Legal
The Algorithm That Predicts How Judges Think
In 2016, a US federal judge in Wisconsin was presented with data showing that his sentencing patterns were statistically inconsistent with those of his colleagues on the same bench. The data came from a ProPublica analysis of the COMPAS recidivism prediction tool, and it showed that Black defendants were twice as likely as white defendants to be flagged as high-risk by the algorithm. The judge said the data was interesting. He continued sentencing as before.

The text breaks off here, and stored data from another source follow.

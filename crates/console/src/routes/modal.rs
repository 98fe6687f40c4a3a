//! Profile modal route handlers.
//!
//! The shell renders immediately with a loading message and fetches its body
//! once. The body is either the fetch error or the read-only profile with a
//! password form. Closing happens client-side.

use askama::Template;
use askama_web::WebTemplate;
use axum::{Form, extract::State};
use tracing::instrument;

use crate::forms::{PasswordForm, PasswordSection};
use crate::middleware::RequireSession;
use crate::routes::profile::PasswordSectionTemplate;
use crate::routes::views::ProfileView;
use crate::services::ProfileService;
use crate::state::AppState;

/// Where the modal's password form posts.
pub const MODAL_PASSWORD_ACTION: &str = "/profile/modal/password";

/// Where the modal shell loads its body from.
pub const MODAL_CONTENT_URL: &str = "/profile/modal/content";

/// Modal shell template.
#[derive(Template, WebTemplate)]
#[template(path = "profile/modal.html")]
pub struct ProfileModalTemplate {
    pub content_url: &'static str,
}

/// Modal body fragment template.
#[derive(Template, WebTemplate)]
#[template(path = "profile/modal_content.html")]
pub struct ModalContentTemplate {
    pub error: Option<String>,
    pub profile: Option<ProfileView>,
    pub password: PasswordSection,
    pub password_action: &'static str,
}

/// Render the modal shell in its loading state.
pub async fn shell(RequireSession(_): RequireSession) -> ProfileModalTemplate {
    ProfileModalTemplate {
        content_url: MODAL_CONTENT_URL,
    }
}

/// Fetch the profile and render the modal body (HTMX).
#[instrument(skip_all)]
pub async fn content(
    State(state): State<AppState>,
    RequireSession(ctx): RequireSession,
) -> ModalContentTemplate {
    let (error, profile) = match ProfileService::new(state.api().for_session(&ctx))
        .load_profile()
        .await
    {
        Ok(profile) => (None, Some(ProfileView::from(&profile))),
        Err(e) => (Some(e.to_string()), None),
    };

    ModalContentTemplate {
        error,
        profile,
        password: PasswordSection::idle(),
        password_action: MODAL_PASSWORD_ACTION,
    }
}

/// Change password from the modal (HTMX). The modal stays open.
#[instrument(skip_all)]
pub async fn change_password(
    State(state): State<AppState>,
    RequireSession(ctx): RequireSession,
    Form(form): Form<PasswordForm>,
) -> PasswordSectionTemplate {
    let password = ProfileService::new(state.api().for_session(&ctx))
        .change_password(form)
        .await;

    PasswordSectionTemplate {
        password,
        password_action: MODAL_PASSWORD_ACTION,
    }
}
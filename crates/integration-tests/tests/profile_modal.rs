//! Integration tests for the profile modal.

use axum::http::{Method, StatusCode};
use serde_json::json;

use tableside_integration_tests::{TestConsole, profile_json, serve_profile};

#[tokio::test]
async fn test_shell_renders_loading_without_fetching() {
    let console = TestConsole::signed_in().await;

    let (status, body) = console.get_fragment("/profile/modal").await;

    assert_eq!(status, StatusCode::OK);
    assert!(body.contains("Loading profile..."));
    assert!(body.contains(r#"hx-get="/profile/modal/content""#));
    assert!(body.contains(r#"aria-label="Close""#));
    assert!(console.backend.requests().is_empty());
}

#[tokio::test]
async fn test_content_shows_read_only_profile() {
    let console = TestConsole::signed_in().await;
    serve_profile(&console.backend, &profile_json("outletOwner"));

    let (status, body) = console.get_fragment("/profile/modal/content").await;

    assert_eq!(status, StatusCode::OK);
    assert!(body.contains(r#"<dd id="profile-name">Anita Menon</dd>"#));
    assert!(body.contains(">Outlet Owner</span>"));
    assert!(body.contains(r#"<dd id="profile-organisation">Koramangala</dd>"#));
    assert!(body.contains("Member since"));
    assert!(body.contains(r#"hx-post="/profile/modal/password""#));
    // the modal never edits personal or organisation details
    assert!(!body.contains(r#"id="personal-section""#));
    assert!(!body.contains(r#"id="organisation-section""#));
    assert_eq!(console.backend.requests().len(), 1);
}

#[tokio::test]
async fn test_content_shows_unauthorized_error() {
    let console = TestConsole::signed_in().await;
    console.backend.respond(
        Method::GET,
        "/users/profile",
        401,
        &json!({ "message": "Unauthorized" }),
    );

    let (status, body) = console.get_fragment("/profile/modal/content").await;

    assert_eq!(status, StatusCode::OK);
    assert!(body.contains(r#"id="profile-error">Unauthorized</div>"#));
    assert!(!body.contains(r#"id="password-section""#));
}

#[tokio::test]
async fn test_content_falls_back_to_status_text() {
    let console = TestConsole::signed_in().await;
    console
        .backend
        .respond_raw(Method::GET, "/users/profile", 503, "upstream unavailable");

    let (_, body) = console.get_fragment("/profile/modal/content").await;

    assert!(body.contains(r#"id="profile-error">Service Unavailable</div>"#));
}

#[tokio::test]
async fn test_modal_password_validation_is_local() {
    let console = TestConsole::signed_in().await;

    let (status, body) = console
        .post_fragment(
            "/profile/modal/password",
            &[
                ("current_password", "old-secret"),
                ("new_password", "abc"),
                ("confirm_password", "abc"),
            ],
        )
        .await;

    assert_eq!(status, StatusCode::OK);
    assert!(body.contains("New password must be at least 6 characters"));
    assert!(body.contains(r#"hx-post="/profile/modal/password""#));
    assert!(console.backend.requests().is_empty());
}

#[tokio::test]
async fn test_modal_password_success_keeps_modal_form() {
    let console = TestConsole::signed_in().await;
    console.backend.respond(
        Method::PATCH,
        "/users/profile/change-password",
        200,
        &json!({}),
    );

    let (_, body) = console
        .post_fragment(
            "/profile/modal/password",
            &[
                ("current_password", "old-secret"),
                ("new_password", "new-secret"),
                ("confirm_password", "new-secret"),
            ],
        )
        .await;

    assert!(body.contains("Password changed successfully"));
    assert!(body.contains(r#"hx-post="/profile/modal/password""#));
    assert!(body.contains(r#"name="new_password" type="password" autocomplete"#));
    assert!(!body.contains("new-secret"));
}
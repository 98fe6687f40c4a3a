//! Tableside Console - staff profile and organisation contact details.
//!
//! This binary serves the console on port 3002 by default.
//!
//! # Architecture
//!
//! - Axum web framework with HTMX for per-section form updates
//! - Askama templates for server-side rendering
//! - Tableside REST backend for all profile and organisation data
//! - In-memory sessions holding the backend access token
//!
//! The console stores nothing itself; every page fetches fresh data from
//! the backend.

#![cfg_attr(not(test), forbid(unsafe_code))]

use sentry::integrations::tracing as sentry_tracing;
use tracing_subscriber::{layer::SubscriberExt, util::SubscriberInitExt};

use tableside_console::build_router;
use tableside_console::config::ConsoleConfig;
use tableside_console::state::AppState;

/// Initialize Sentry error tracking and return guard that must be kept alive.
fn init_sentry(config: &ConsoleConfig) -> Option<sentry::ClientInitGuard> {
    let dsn = config.sentry_dsn.as_ref()?;

    let guard = sentry::init((
        dsn.as_str(),
        sentry::ClientOptions {
            release: sentry::release_name!(),
            environment: config
                .sentry_environment
                .clone()
                .map(std::borrow::Cow::Owned),
            sample_rate: config.sentry_sample_rate,
            traces_sample_rate: config.sentry_traces_sample_rate,
            attach_stacktrace: true,
            ..Default::default()
        },
    ));

    tracing::info!("Sentry initialized");
    Some(guard)
}

/// Filter tracing events to Sentry event types.
fn sentry_event_filter(metadata: &tracing::Metadata<'_>) -> sentry_tracing::EventFilter {
    match *metadata.level() {
        tracing::Level::ERROR | tracing::Level::WARN => sentry_tracing::EventFilter::Event,
        tracing::Level::INFO | tracing::Level::DEBUG => sentry_tracing::EventFilter::Breadcrumb,
        _ => sentry_tracing::EventFilter::Ignore,
    }
}

#[tokio::main]
async fn main() {
    // Load configuration from environment (needed for Sentry init)
    let config = ConsoleConfig::from_env().expect("Failed to load configuration");

    // Initialize Sentry (must be done before tracing subscriber)
    let _sentry_guard = init_sentry(&config);

    // Defaults to info level for our crate if RUST_LOG is not set
    let env_filter = tracing_subscriber::EnvFilter::try_from_default_env()
        .unwrap_or_else(|_| "tableside_console=info,tower_http=debug".into());

    // Use JSON format on Fly.io for structured log parsing, text format locally
    let is_fly = std::env::var("FLY_APP_NAME").is_ok();
    let json_layer = is_fly.then(|| tracing_subscriber::fmt::layer().json().flatten_event(true));
    let text_layer = (!is_fly).then(tracing_subscriber::fmt::layer);

    tracing_subscriber::registry()
        .with(env_filter)
        .with(json_layer)
        .with(text_layer)
        .with(sentry_tracing::layer().event_filter(sentry_event_filter))
        .init();

    tracing::info!(api = %config.api.base_url, "Using Tableside backend");

    let state = AppState::new(config.clone()).expect("Failed to create application state");

    let app = build_router(state)
        // Sentry layers (outermost for full request coverage)
        .layer(sentry_tower::NewSentryLayer::new_from_top())
        .layer(sentry_tower::SentryHttpLayer::new().enable_transaction());

    let addr = config.socket_addr();
    tracing::info!("console listening on http://{}", addr);

    let listener = tokio::net::TcpListener::bind(addr)
        .await
        .expect("Failed to bind to address");

    axum::serve(listener, app)
        .with_graceful_shutdown(shutdown_signal())
        .await
        .expect("Server error");
}

/// Wait for shutdown signal (Ctrl+C or SIGTERM).
async fn shutdown_signal() {
    let ctrl_c = async {
        tokio::signal::ctrl_c()
            .await
            .expect("Failed to install Ctrl+C handler");
    };

    #[cfg(unix)]
    let terminate = async {
        tokio::signal::unix::signal(tokio::signal::unix::SignalKind::terminate())
            .expect("Failed to install signal handler")
            .recv()
            .await;
    };

    #[cfg(not(unix))]
    let terminate = std::future::pending::<()>();

    tokio::select! {
        () = ctrl_c => {},
        () = terminate => {},
    }

    tracing::info!("Shutdown signal received, starting graceful shutdown");
}
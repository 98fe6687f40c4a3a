//! HTTP route handlers for the console.
//!
//! # Route Structure
//!
//! ```text
//! GET  /                        - Redirect to /profile
//! GET  /health                  - Health check
//!
//! # Session
//! GET  /auth/session            - Session bootstrap form
//! POST /auth/session            - Store access token
//! POST /auth/logout             - Clear session
//!
//! # Profile (requires session)
//! GET  /profile                 - Profile page
//! POST /profile/personal        - Save personal info (returns section fragment)
//! POST /profile/organisation    - Save tenant/outlet details (returns section fragment)
//! POST /profile/password        - Change password (returns section fragment)
//!
//! # Profile modal (HTMX fragments, requires session)
//! GET  /profile/modal           - Modal shell ("Loading profile...")
//! GET  /profile/modal/content   - Modal body
//! POST /profile/modal/password  - Change password (returns section fragment)
//! ```

pub mod auth;
pub mod modal;
pub mod profile;
pub mod views;

use axum::{
    Router,
    response::Redirect,
    routing::{get, post},
};

use crate::state::AppState;

/// Create the session routes router.
pub fn auth_routes() -> Router<AppState> {
    Router::new()
        .route("/session", get(auth::session_page).post(auth::start_session))
        .route("/logout", post(auth::logout))
}

/// Create the profile routes router.
pub fn profile_routes() -> Router<AppState> {
    Router::new()
        .route("/", get(profile::show))
        .route("/personal", post(profile::save_personal))
        .route("/organisation", post(profile::save_organisation))
        .route("/password", post(profile::change_password))
        .route("/modal", get(modal::shell))
        .route("/modal/content", get(modal::content))
        .route("/modal/password", post(modal::change_password))
}

/// Create all routes for the console.
pub fn routes() -> Router<AppState> {
    Router::new()
        .route("/", get(|| async { Redirect::to("/profile") }))
        // Profile page and modal
        .nest("/profile", profile_routes())
        // Session bootstrap
        .nest("/auth", auth_routes())
}
//! Display data shared by the profile page and modal.

use tableside_core::UserProfile;

/// Read-only profile fields for templates.
#[derive(Debug, Clone)]
pub struct ProfileView {
    pub name: String,
    pub email: String,
    pub phone_number: String,
    pub role_label: String,
    pub role_badge: &'static str,
    pub status_label: &'static str,
    pub is_active: bool,
    pub organisation: Option<OrganisationView>,
    pub member_since: Option<String>,
}

/// Organisation the profile is attached to.
#[derive(Debug, Clone)]
pub struct OrganisationView {
    pub label: &'static str,
    pub name: String,
}

impl From<&UserProfile> for ProfileView {
    fn from(profile: &UserProfile) -> Self {
        let organisation = profile
            .organisation_name()
            .map(|(scope, name)| OrganisationView {
                label: scope.label(),
                name: name.to_owned(),
            });

        Self {
            name: profile.name.clone(),
            email: profile.email.clone(),
            phone_number: profile.phone_number.clone(),
            role_label: profile.role.label().to_owned(),
            role_badge: profile.role.tone().css_class(),
            status_label: profile.status.label(),
            is_active: profile.status.is_active(),
            organisation,
            member_since: profile
                .created_at
                .map(|at| at.format("%-d %B %Y").to_string()),
        }
    }
}

#[cfg(test)]
#[allow(clippy::unwrap_used)]
mod tests {
    use serde_json::json;

    use super::*;

    fn view(value: serde_json::Value) -> ProfileView {
        let profile: UserProfile = serde_json::from_value(value).unwrap();
        ProfileView::from(&profile)
    }

    #[test]
    fn test_known_role_and_status() {
        let view = view(json!({
            "_id": "u1",
            "name": "Anita",
            "email": "anita@spiceroute.in",
            "role": "outletOwner",
            "status": true,
            "outlet": { "outletId": "o1", "name": "Koramangala" },
            "createdAt": "2024-03-05T10:00:00Z"
        }));

        assert_eq!(view.role_label, "Outlet Owner");
        assert_eq!(view.role_badge, "badge--teal");
        assert_eq!(view.status_label, "Active");
        assert_eq!(view.member_since.as_deref(), Some("5 March 2024"));
        let org = view.organisation.unwrap();
        assert_eq!(org.label, "Outlet");
        assert_eq!(org.name, "Koramangala");
    }

    #[test]
    fn test_unknown_role_shown_verbatim() {
        let view = view(json!({
            "id": "u2",
            "name": "Ravi",
            "email": "ravi@spiceroute.in",
            "role": "deliveryPartner",
            "status": false
        }));

        assert_eq!(view.role_label, "deliveryPartner");
        assert_eq!(view.role_badge, "badge--neutral");
        assert_eq!(view.status_label, "Inactive");
        assert!(view.organisation.is_none());
        assert!(view.member_since.is_none());
    }
}
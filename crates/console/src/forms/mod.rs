//! Form input types and per-section state.
//!
//! Each form on the profile page (and the modal's password form) owns an
//! independent section state. A failed submit in one section never touches
//! another.

pub mod organisation;
pub mod password;
pub mod personal;

pub use organisation::{OrganisationForm, OrganisationSection};
pub use password::{MIN_PASSWORD_LENGTH, PasswordForm, PasswordFormError, PasswordSection};
pub use personal::{PersonalInfoForm, PersonalSection};

/// Outcome of the last submit of a form section.
///
/// The in-flight `submitting` state lives in the browser (HTMX disables the
/// form while the request is pending); the server only ever renders a
/// settled state.
#[derive(Debug, Clone, Default, PartialEq, Eq)]
pub enum FormStatus {
    #[default]
    Idle,
    Error(String),
    Success(String),
}

impl FormStatus {
    pub fn error(message: impl Into<String>) -> Self {
        Self::Error(message.into())
    }

    pub fn success(message: impl Into<String>) -> Self {
        Self::Success(message.into())
    }

    #[must_use]
    pub fn error_message(&self) -> Option<&str> {
        match self {
            Self::Error(message) => Some(message),
            _ => None,
        }
    }

    #[must_use]
    pub fn success_message(&self) -> Option<&str> {
        match self {
            Self::Success(message) => Some(message),
            _ => None,
        }
    }
}
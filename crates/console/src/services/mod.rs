//! Business logic services for the console.
//!
//! # Services
//!
//! - `profile` - Profile loading, optional organisation enrichment and the
//!   three independent save workflows (personal info, organisation,
//!   password)

pub mod profile;

pub use profile::{NO_EDITABLE_ORGANISATION, ProfileService};
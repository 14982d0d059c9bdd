// Copyright 2024 The ChromiumOS Authors
// Use of this source code is governed by a BSD-style license that can be
// found in the LICENSE file.

//! Client-side decoder session: lifecycle state machine and buffer-queue
//! protocol.
//!
//! A [`CodecSession`] owns an input and an output buffer pool. Each slot is
//! held by exactly one side at a time; transfers happen only through the
//! queue/dequeue/release operations, and the slot's backing storage moves
//! with the ownership, traveling to the decoder on queue and coming back
//! inside [`DecoderEvent`]s. The two dequeue operations are the session's
//! only suspension points and are bounded by a caller-supplied timeout in
//! microseconds (`0` polls, negative waits forever).
//!
//! Lifecycle operations take `&mut self`: callers sharing a session between
//! threads serialize access themselves, as required by the protocol.

use std::collections::VecDeque;
use std::sync::Arc;
use std::time::Duration;
use std::time::Instant;

use thiserror::Error;

use crate::event_queue::EventQueue;
use crate::format::FormatDescriptor;
use crate::protocol::BufferFlags;
use crate::protocol::BufferInfo;
use crate::protocol::InputDequeue;
use crate::protocol::OutputDequeue;
use crate::protocol::QueueLayout;
use crate::BackendError;
use crate::DecoderBackend;
use crate::DecoderEvent;
use crate::DecoderSession;

/// Lifecycle state of a [`CodecSession`].
#[derive(Debug, Clone, Copy, PartialEq, Eq)]
pub enum SessionState {
    /// Fresh session, no format applied yet.
    Unconfigured,
    /// A format has been applied; buffer pools do not exist yet.
    Configured,
    /// Pools are allocated and buffers flow. `flush` does not leave this
    /// state.
    Started,
    /// Decoding stopped; the session can be re-configured.
    Stopped,
    /// Terminal state; every further operation is a programmer error.
    Released,
}
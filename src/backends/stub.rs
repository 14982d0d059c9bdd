// Copyright 2024 The ChromiumOS Authors
// Use of this source code is governed by a BSD-style license that can be
// found in the LICENSE file.

//! Loopback software decoder backend.
//!
//! "Decoding" copies each access unit into a free output slot, unchanged.
//! The backend still behaves like a real codec at the protocol level: it
//! announces its output format before the first frame, consumes
//! codec-config buffers without producing output, holds on to input when no
//! output slot is free, and propagates the end-of-stream flag. This makes
//! it suitable for exercising clients and the session state machine without
//! any codec on the host.

use std::collections::VecDeque;
use std::sync::Arc;

use crate::event_queue::EventWriter;
use crate::format::FormatDescriptor;
use crate::format::KEY_COLOR_FORMAT;
use crate::format::KEY_CROP_BOTTOM;
use crate::format::KEY_CROP_LEFT;
use crate::format::KEY_CROP_RIGHT;
use crate::format::KEY_CROP_TOP;
use crate::format::KEY_SLICE_HEIGHT;
use crate::format::KEY_STRIDE;
use crate::protocol::BufferFlags;
use crate::protocol::BufferInfo;
use crate::protocol::PoolLayout;
use crate::protocol::QueueLayout;
use crate::BackendError;
use crate::DecoderBackend;
use crate::DecoderEvent;
use crate::DecoderSession;

/// OMX `COLOR_FormatYUV420SemiPlanar`.
const COLOR_FORMAT_YUV420_SEMI_PLANAR: i32 = 21;

/// Pool sizes advertised at start time. Small enough that output-slot
/// shortage, and thus input backpressure, is easy to trigger in tests.
const INPUT_BUFFERS: u32 = 4;
const OUTPUT_BUFFERS: u32 = 4;
/// Input slot capacity when the format does not carry `max-input-size`.
const DEFAULT_INPUT_CAPACITY: usize = 1024 * 1024;

struct StubCodec {
    name: &'static str,
    mime: &'static str,
}

const CODECS: &[StubCodec] = &[
    StubCodec {
        name: "stub.avc.decoder",
        mime: "video/avc",
    },
    StubCodec {
        name: "stub.hevc.decoder",
        mime: "video/hevc",
    },
    StubCodec {
        name: "stub.vp9.decoder",
        mime: "video/x-vnd.on2.vp9",
    },
];

/// Registry of the loopback codecs.
#[derive(Default)]
pub struct StubDecoder {}

impl StubDecoder {
    pub fn new() -> Self {
        Default::default()
    }

    fn session_for(
        codec: &StubCodec,
        events: EventWriter<DecoderEvent>,
    ) -> StubSession {
        StubSession {
            mime: codec.mime,
            events,
            config: None,
            csd: Default::default(),
            pending_inputs: Default::default(),
            free_outputs: Default::default(),
            format_announced: false,
        }
    }
}

impl DecoderBackend for StubDecoder {
    type Session = StubSession;

    fn create_by_name(
        &mut self,
        name: &str,
        events: EventWriter<DecoderEvent>,
    ) -> Option<StubSession> {
        CODECS
            .iter()
            .find(|codec| codec.name == name)
            .map(|codec| Self::session_for(codec, events))
    }

    fn create_by_type(
        &mut self,
        mime: &str,
        events: EventWriter<DecoderEvent>,
    ) -> Option<StubSession> {
        CODECS
            .iter()
            .find(|codec| codec.mime == mime)
            .map(|codec| Self::session_for(codec, events))
    }
}

/// One loopback decoding session.
pub struct StubSession {
    mime: &'static str,
    events: EventWriter<DecoderEvent>,
    config: Option<FormatDescriptor>,
    /// Codec-specific data received so far, in submission order.
    csd: Vec<Vec<u8>>,
    /// Inputs waiting for a free output slot.
    pending_inputs: VecDeque<(BufferInfo, Vec<u8>)>,
    /// Output slots currently available for decoding into.
    free_outputs: VecDeque<(u32, Vec<u8>)>,
    format_announced: bool,
}

impl StubSession {
    fn dimensions(&self) -> (i32, i32) {
        let width = self.config.as_ref().and_then(|c| c.width()).unwrap_or(0);
        let height = self.config.as_ref().and_then(|c| c.height()).unwrap_or(0);
        (width.max(0), height.max(0))
    }

    /// The format of the frames this session produces, announced before the
    /// first one.
    fn decoded_format(&self) -> FormatDescriptor {
        let (width, height) = self.dimensions();
        let mut format = FormatDescriptor::video("video/raw", width, height, 0, 0);
        format.set_int32(KEY_STRIDE, width);
        format.set_int32(KEY_SLICE_HEIGHT, height);
        format.set_int32(KEY_COLOR_FORMAT, COLOR_FORMAT_YUV420_SEMI_PLANAR);
        format.set_int32(KEY_CROP_LEFT, 0);
        format.set_int32(KEY_CROP_TOP, 0);
        format.set_int32(KEY_CROP_RIGHT, (width - 1).max(0));
        format.set_int32(KEY_CROP_BOTTOM, (height - 1).max(0));
        format
    }

    /// Pair pending inputs with free output slots until either runs out.
    fn pump(&mut self) -> Result<(), BackendError> {
        loop {
            let Some((out_index, mut out_storage)) = self.free_outputs.pop_front() else {
                break;
            };
            let Some((info, in_storage)) = self.pending_inputs.pop_front() else {
                self.free_outputs.push_front((out_index, out_storage));
                break;
            };

            if !self.format_announced {
                self.format_announced = true;
                self.events
                    .queue_event(DecoderEvent::FormatChanged(Arc::new(self.decoded_format())))
                    .map_err(BackendError::EventQueue)?;
            }

            let src = info.offset as usize;
            let len = (info.size as usize).min(out_storage.len());
            out_storage[..len].copy_from_slice(&in_storage[src..src + len]);

            self.events
                .queue_event(DecoderEvent::InputBufferDone {
                    index: info.index,
                    storage: in_storage,
                })
                .map_err(BackendError::EventQueue)?;
            self.events
                .queue_event(DecoderEvent::FrameDecoded {
                    info: BufferInfo {
                        presentation_time_us: info.presentation_time_us,
                        index: out_index,
                        offset: 0,
                        size: len as u32,
                        flags: info.flags,
                    },
                    storage: out_storage,
                })
                .map_err(BackendError::EventQueue)?;
        }

        Ok(())
    }
}

impl DecoderSession for StubSession {
    fn configure(&mut self, format: &FormatDescriptor, _flags: u32) -> Result<(), BackendError> {
        if format.mime() != self.mime {
            return Err(BackendError::UnsupportedFormat);
        }
        self.config = Some(format.clone());
        self.csd.clear();
        self.pending_inputs.clear();
        self.free_outputs.clear();
        self.format_announced = false;
        Ok(())
    }

    fn submit_codec_config(&mut self, format: &FormatDescriptor) -> Result<(), BackendError> {
        for (key, bytes) in format.byte_buffers() {
            if key.starts_with("csd-") {
                self.csd.push(bytes.to_vec());
            }
        }
        Ok(())
    }

    fn start(&mut self) -> Result<PoolLayout, BackendError> {
        let Some(config) = &self.config else {
            return Err(BackendError::UnsupportedFormat);
        };

        let input_capacity = config
            .max_input_size()
            .filter(|size| *size > 0)
            .map(|size| size as usize)
            .unwrap_or(DEFAULT_INPUT_CAPACITY);
        let (width, height) = self.dimensions();
        // One NV12 frame.
        let output_capacity = width as usize * height as usize * 3 / 2;

        self.pending_inputs.clear();
        self.free_outputs.clear();
        self.format_announced = false;

        Ok(PoolLayout {
            input: QueueLayout {
                buffers: INPUT_BUFFERS,
                capacity: input_capacity,
            },
            output: QueueLayout {
                buffers: OUTPUT_BUFFERS,
                capacity: output_capacity,
            },
        })
    }

    fn decode(&mut self, info: BufferInfo, input: Vec<u8>) -> Result<(), BackendError> {
        // Codec-config buffers are consumed without producing a frame.
        if info.flags.contains(BufferFlags::CODEC_CONFIG) {
            let src = (info.offset as usize).min(input.len());
            let end = src + (info.size as usize).min(input.len() - src);
            self.csd.push(input[src..end].to_vec());
            return self
                .events
                .queue_event(DecoderEvent::InputBufferDone {
                    index: info.index,
                    storage: input,
                })
                .map_err(BackendError::EventQueue);
        }

        self.pending_inputs.push_back((info, input));
        self.pump()
    }

    fn recycle_output(&mut self, index: u32, storage: Vec<u8>) -> Result<(), BackendError> {
        self.free_outputs.push_back((index, storage));
        self.pump()
    }

    fn render_output(&mut self, index: u32, frame: &[u8]) {
        // No display surface; rendering is just observable in the logs.
        log::debug!("rendering output slot {} ({} bytes)", index, frame.len());
    }

    fn flush(&mut self) -> Result<(), BackendError> {
        while let Some((info, storage)) = self.pending_inputs.pop_front() {
            self.events
                .queue_event(DecoderEvent::InputBufferDone {
                    index: info.index,
                    storage,
                })
                .map_err(BackendError::EventQueue)?;
        }
        Ok(())
    }

    fn stop(&mut self) -> Result<(), BackendError> {
        self.pending_inputs.clear();
        self.free_outputs.clear();
        self.csd.clear();
        self.format_announced = false;
        Ok(())
    }
}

This episode illustrated something important about the relationship between legal systems and quantitative prediction: courts are not inherently hostile to algorithmic tools, but they are resistant to being told what to do by systems they do not understand and cannot interrogate. This tension has defined the development of AI litigation prediction tools ever since -- a technology that is increasingly sophisticated, increasingly commercially viable, and increasingly controversial.
What Litigation Prediction Actually Does
Litigation outcome prediction is not a single technology. It encompasses a family of techniques applied at different stages of the legal process to estimate the probability, magnitude, or characteristics of legal outcomes. Early applications focused on case outcome prediction -- given a set of facts, a judge, a jurisdiction, and opposing counsel, what is the likely result? Later applications expanded to judge behavior modeling, settlement range estimation, damages projection, and duration prediction.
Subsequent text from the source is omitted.